Estimate the mass of all phages

After estimating the number of phages, calculate their total mass. The mass of a single phage is approximately \(10^{-18}\) grams. Multiply the estimated number of phages on Earth by the mass of a single phage. The total mass of all the phages on Earth would therefore be between \(1.332 \times 10^{6}\) and \(1.332 \times 10^{7}\) grams.

Key concepts

Phage Estimation

Phages, or bacteriophages, are a type of virus that infects bacteria. They are extremely tiny but immensely numerous, especially in aquatic environments like lakes and oceans. To estimate the total number of phages on Earth, we rely on previous microbial analyses, such as the study by Bergh et al. This study reveals that there are between \(10^{6}\) and \(10^{7}\) phages in each milliliter of water. To make calculations more manageable, we must know the Earth's total water volume. It is estimated that Earth has \(1.332 \times 10^{18}\) liters of water. Since 1 liter equals 1,000 milliliters, this conversion is essential for find the total number of milliliters.Once we have these figures, calculate the total number of phages by multiplying the phage concentration per milliliter by Earth's total water volume in milliliters. The estimates reveal an astonishing range of \(1.332 \times 10^{24}\) to \(1.332 \times 10^{25}\) phages across the globe. Understanding the sheer number of these tiny organisms highlights the incredible magnitude of microbial life and its important role in ecosystems.

Microbiology Calculations

Biological calculations often involve dealing with extremely small entities like phages or bacteria. Precision is crucial when estimating counts or sizes, serving as a cornerstone of microbiological analysis. The calculations begin by identifying the concentration of the target organism in a manageable sample size (e.g., milliliters). Next, you multiply this concentration by the total available space or volume (like Earth's water volume) to estimate the overall count. This extrapolation requires careful conversions of units for accuracy. For example: - Use initial values, such as phage concentration from a sample. - Convert necessary units, like liters to milliliters. - Multiply to expand the estimate to larger scales. These steps provide indispensable insights important for microbiology research, shedding light on the dynamics of life at microscopic scales.

Earth's Water Volume

Understanding the Earth's water volume is critical for various scientific calculations, such as estimating global phage numbers. Earth consists predominantly of water, distributed in oceans, lakes, rivers, and ice caps.The commonly used estimation for Earth's water volume is about \(1.332 \times 10^{18}\) liters. When performing calculations involving microorganisms per mL, knowing the total water in milliliters (or converting from liters) is key. Since 1,000 milliliters equal 1 liter, converting \(1.332 \times 10^{18}\) liters to milliliters results in \(1.332 \times 10^{21}\) milliliters.This volume represents the combined capacity of our planet's bodies of water to host microbial life, making it vital for accurate biosphere estimations.
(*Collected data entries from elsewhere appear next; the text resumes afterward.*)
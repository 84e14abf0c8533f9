//! Fantasy Football League Ledger CLI
//!
//! Ingests weekly results, runs the season bonuses, and settles league money.

use anyhow::{Context, Result};
use clap::{Parser, Subcommand};
use ffb_ledger::bonus::BonusRunner;
use ffb_ledger::store::{documents, export_season, load_doc};
use ffb_ledger::types::Team;
use ffb_ledger::{
    open_store, report, Config, LeagueAccounting, LeagueDataSource, MatchupIngestor, ResultStore,
    WeekSelector, YahooClient,
};
use rust_decimal::Decimal;
use std::path::PathBuf;
use std::sync::Arc;
use tracing::{info, warn, Level};
use tracing_subscriber::FmtSubscriber;

#[derive(Parser)]
#[command(name = "ffb-ledger")]
#[command(about = "Fantasy football league ledger: results, side games, and dues")]
#[command(version)]
struct Cli {
    #[command(subcommand)]
    command: Commands,

    /// Path to the league config file
    #[arg(short, long, global = true, default_value = "config.yaml")]
    config: PathBuf,

    /// Enable verbose output
    #[arg(short, long, global = true)]
    verbose: bool,
}

#[derive(Subcommand)]
enum Commands {
    /// Ingest weeks, run enabled side games, and export the season
    Run {
        /// Week number (1-17) or "all"
        #[arg(short, long)]
        week: WeekSelector,
    },

    /// Ingest weekly matchups only
    Ingest {
        /// Week number (1-17) or "all"
        #[arg(short, long)]
        week: WeekSelector,
    },

    /// Show the stored roster
    Roster {
        /// Fetch the roster from Yahoo again
        #[arg(long)]
        refresh: bool,
    },

    /// Run the skins game over stored weeks
    Skins,

    /// Run the survivor pool over stored weeks
    Survivor,

    /// Financial report, skins breakdown, and balance sheet
    Report,

    /// Record a team's cumulative payment
    Pay {
        /// Team name as shown in the roster
        team: String,

        /// Total amount the team has paid so far
        amount: Decimal,
    },

    /// Show recorded payments
    Payments,

    /// Write the season export document
    Export,
}

#[tokio::main]
async fn main() -> Result<()> {
    let cli = Cli::parse();

    // Initialize logging
    let log_level = if cli.verbose { Level::DEBUG } else { Level::INFO };
    FmtSubscriber::builder()
        .with_max_level(log_level)
        .with_target(false)
        .compact()
        .init();

    // Load configuration
    let config = Config::load(&cli.config)?;
    let store = open_store(&config)
        .await
        .context("Failed to open league data store")?;

    match cli.command {
        Commands::Run { week } => run_week(&config, store, week).await?,
        Commands::Ingest { week } => ingest(&config, store, week).await.map(|_| ())?,
        Commands::Roster { refresh } => show_roster(&config, store, refresh).await?,
        Commands::Skins => run_skins(&config, store).await?,
        Commands::Survivor => run_survivor(&config, store).await?,
        Commands::Report => show_report(&config, store).await?,
        Commands::Pay { team, amount } => record_payment(&config, store, &team, amount).await?,
        Commands::Payments => show_payments(&config, store).await?,
        Commands::Export => {
            let name = export_season(store.as_ref(), &config).await?;
            println!("Season data exported to {}", name);
        }
    }

    Ok(())
}

/// Yahoo client with verified league access
async fn connect(config: &Config) -> Result<Arc<dyn LeagueDataSource>> {
    let client = YahooClient::from_config(config)?;
    client
        .verify_access()
        .await
        .context("Could not verify Yahoo league access")?;
    info!("Connected to {}", client.name());
    Ok(Arc::new(client))
}

async fn ingest(
    config: &Config,
    store: Arc<dyn ResultStore>,
    week: WeekSelector,
) -> Result<Vec<Team>> {
    println!("\n{}", "=".repeat(70));
    println!("  MATCHUP INGESTION - Week {}", week);
    println!("  Storage: {}", store.describe());
    println!("{}\n", "=".repeat(70));

    let source = connect(config).await?;
    let ingestor = MatchupIngestor::new(source, store, config.game.season_weeks);

    let outcomes = ingestor.ingest(week).await?;
    for (week, outcome) in &outcomes {
        println!("{}\n", report::week_summary(*week, outcome));
    }

    Ok(ingestor.ensure_roster().await?)
}

async fn run_week(config: &Config, store: Arc<dyn ResultStore>, week: WeekSelector) -> Result<()> {
    let roster = ingest(config, store.clone(), week).await?;

    let runner = BonusRunner::new(config);
    let results = runner.run_all(store.as_ref(), &roster).await?;

    if let Some(skins) = &results.skins {
        println!("{}", report::skins_outcome(skins));
    }
    if let Some(survivor) = &results.survivor {
        println!("{}", report::survivor(survivor));
    }
    if let Some(winner) = &results.high_points {
        println!(
            "\nPoints leader: {} with {:.2} points",
            winner.team, winner.points
        );
    }

    let name = export_season(store.as_ref(), config).await?;
    println!("\nSeason data exported to {}", name);
    Ok(())
}

async fn show_roster(config: &Config, store: Arc<dyn ResultStore>, refresh: bool) -> Result<()> {
    let teams = if refresh {
        let source = connect(config).await?;
        MatchupIngestor::new(source, store, config.game.season_weeks)
            .refresh_roster()
            .await?
    } else {
        match load_doc::<Vec<Team>>(store.as_ref(), documents::TEAMS).await? {
            Some(teams) => teams,
            None => {
                println!("No roster stored yet. Run with --refresh to fetch it.");
                return Ok(());
            }
        }
    };

    println!("{}", report::roster(&teams));
    Ok(())
}

async fn run_skins(config: &Config, store: Arc<dyn ResultStore>) -> Result<()> {
    let Some(engine) = BonusRunner::new(config).skins else {
        println!("Skins game is disabled in the config");
        return Ok(());
    };

    let outcome = engine.run(store.as_ref()).await?;
    println!("{}", report::skins_outcome(&outcome));
    Ok(())
}

async fn run_survivor(config: &Config, store: Arc<dyn ResultStore>) -> Result<()> {
    let Some(engine) = BonusRunner::new(config).survivor else {
        println!("Survivor pool is disabled in the config");
        return Ok(());
    };

    let roster = load_doc::<Vec<Team>>(store.as_ref(), documents::TEAMS)
        .await?
        .context("No roster stored yet; run `ingest` or `roster --refresh` first")?;

    let result = engine.run(store.as_ref(), &roster).await?;
    println!("{}", report::survivor(&result));
    Ok(())
}

async fn show_report(config: &Config, store: Arc<dyn ResultStore>) -> Result<()> {
    // Standings are optional; bonuses still report without Yahoo access
    let source = match connect(config).await {
        Ok(source) => Some(source),
        Err(e) => {
            warn!("Playoff payouts unavailable: {:#}", e);
            None
        }
    };

    let accounting = LeagueAccounting::new(config, store, source);

    let financial = accounting.financial_report().await?;
    println!("{}", report::financial_report(&financial));

    let wins = accounting.skins_wins().await?;
    println!("{}", report::skins_breakdown(&wins));

    let sheet = accounting.balance_sheet().await?;
    println!("{}", report::balance_sheet(&sheet));
    Ok(())
}

async fn record_payment(
    config: &Config,
    store: Arc<dyn ResultStore>,
    team: &str,
    amount: Decimal,
) -> Result<()> {
    let accounting = LeagueAccounting::new(config, store, None);
    let total = accounting.record_payment(team, amount).await?;

    println!("Recorded ${:.2} paid by {}", amount, team);
    println!("Total collected: ${:.2}", total);
    Ok(())
}

async fn show_payments(config: &Config, store: Arc<dyn ResultStore>) -> Result<()> {
    let accounting = LeagueAccounting::new(config, store, None);
    let payments = accounting.payments().await?;
    let total = accounting.total_collected().await?;

    println!(
        "{}",
        report::payments(&payments, total, accounting.financial().buy_in)
    );
    Ok(())
}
Mass Calculation in Biology

Calculating mass in biology, particularly for tiny entities like phages, involves using estimated counts of these microorganisms and their individual mass. The individual mass of a phage is estimated at approximately \(10^{-18}\) grams. To find the total mass of all phages on Earth, multiply their estimated number by the mass of a single phage. This calculation is as follows:- Estimate phages: e.g., between \(1.332 \times 10^{24}\) and \(1.332 \times 10^{25}\).- Multiply these figures by \(10^{-18}\) grams.This results in a total mass ranging from \(1.332 \times 10^{6}\) to \(1.332 \times 10^{7}\) grams. Though their combined weight is substantial, it illustrates the enormous number yet tiny scale of individual phages. Understanding these mass calculations is key to appreciating the physical presence of minute biological agents worldwide.